The 2017–18 Úrvalsdeild kvenna, known as the Olís-deildin for sponsorship reasons, is the 79th season of the Úrvalsdeild kvenna, Iceland's premier women's handball league. Fram won its second straight championship by beating Valur in the Úrvalsdeild finals, three games to one. Steinunn Björnsdóttir was named the playoffs MVP.

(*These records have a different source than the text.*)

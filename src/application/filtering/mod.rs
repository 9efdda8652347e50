pub mod engine;
pub mod gates;
pub mod prepared_data;

pub use engine::{Evaluation, EvaluationGrid, FilterEngine, build_grid};
pub use prepared_data::{DataView, PreparedData};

HK beat Grótta in the relegation finals, taking its place in the 2018–19 Úrvalsdeild kvenna.

== Regular season ==

===Standings===

| Pos | Team | Pld | W | D | L | GF | GA | GD | Pts | Qualification or relegation |
| 1 | Valur | 26 | 21 | 2 | 3 | 575 | 456 | +119 | 44 | Division Champion + Championship Play-Off |
| 2 | Fram | 21 | 15 | 2 | 4 | 620 | 485 | +135 | 32 | Championship Play-Off |
| 3 | ÍBV | 21 | 14 | 2 | 5 | 621 | 518 | +103 | 30 |
| 4 | Haukar | 21 | 14 | 2 | 5 | 520 | 463 | +57 | 30 |
| 5 | Stjarnan | 21 | 10 | 1 | 10 | 594 | 564 | +30 | 21 |  |
| 6 | Selfoss | 21 | 4 | 1 | 16 | 451 | 566 | −115 | 9 |
| 7 | Grótta | 21 | 2 | 2 | 17 | 439 | 599 | −160 | 6 | Relegation Play-Off |
| 8 | Fjölnir (R) | 21 | 2 | 2 | 17 | 434 | 603 | −169 | 6 | Relegated |

==Top goal scorers==

===Regular season===

| Rank | Player | Club | Goals |
|---|---|---|---|
| 1 | ISL Ragnheiður Júlíusdóttir | Fram | 147 |
| 2 | ISL Ester Óskarsdóttir | ÍBV | 123 |
| 3 | ISL Sandra Erlingsdóttir | ÍBV | 122 |
| 4 | ISL Ramune Pekarskyte | Stjarnan | 109 |
| 5 | ISL Karólína Bæhrenz Lárudóttir | ÍBV | 106 |
| 5 | ISL Andrea Jacobsen | Fjölnir | 106 |
| 7 | POR Maria Ines Da Silva Pereira | Haukar | 101 |
| 8 | ISL Perla Ruth Albertsdóttir | Selfoss | 100 |
| 8 | ISL Lovísa Thompson | Grótta | 100 |
| 10 | ISL Þórey Rósa Stefánsdóttir | Fram | 98 |

==Playoffs==
The playoffs are played between the four first qualified teams with a 1-1-1-1-1 format, playing seeded teams games 1, 3 and 5 at home.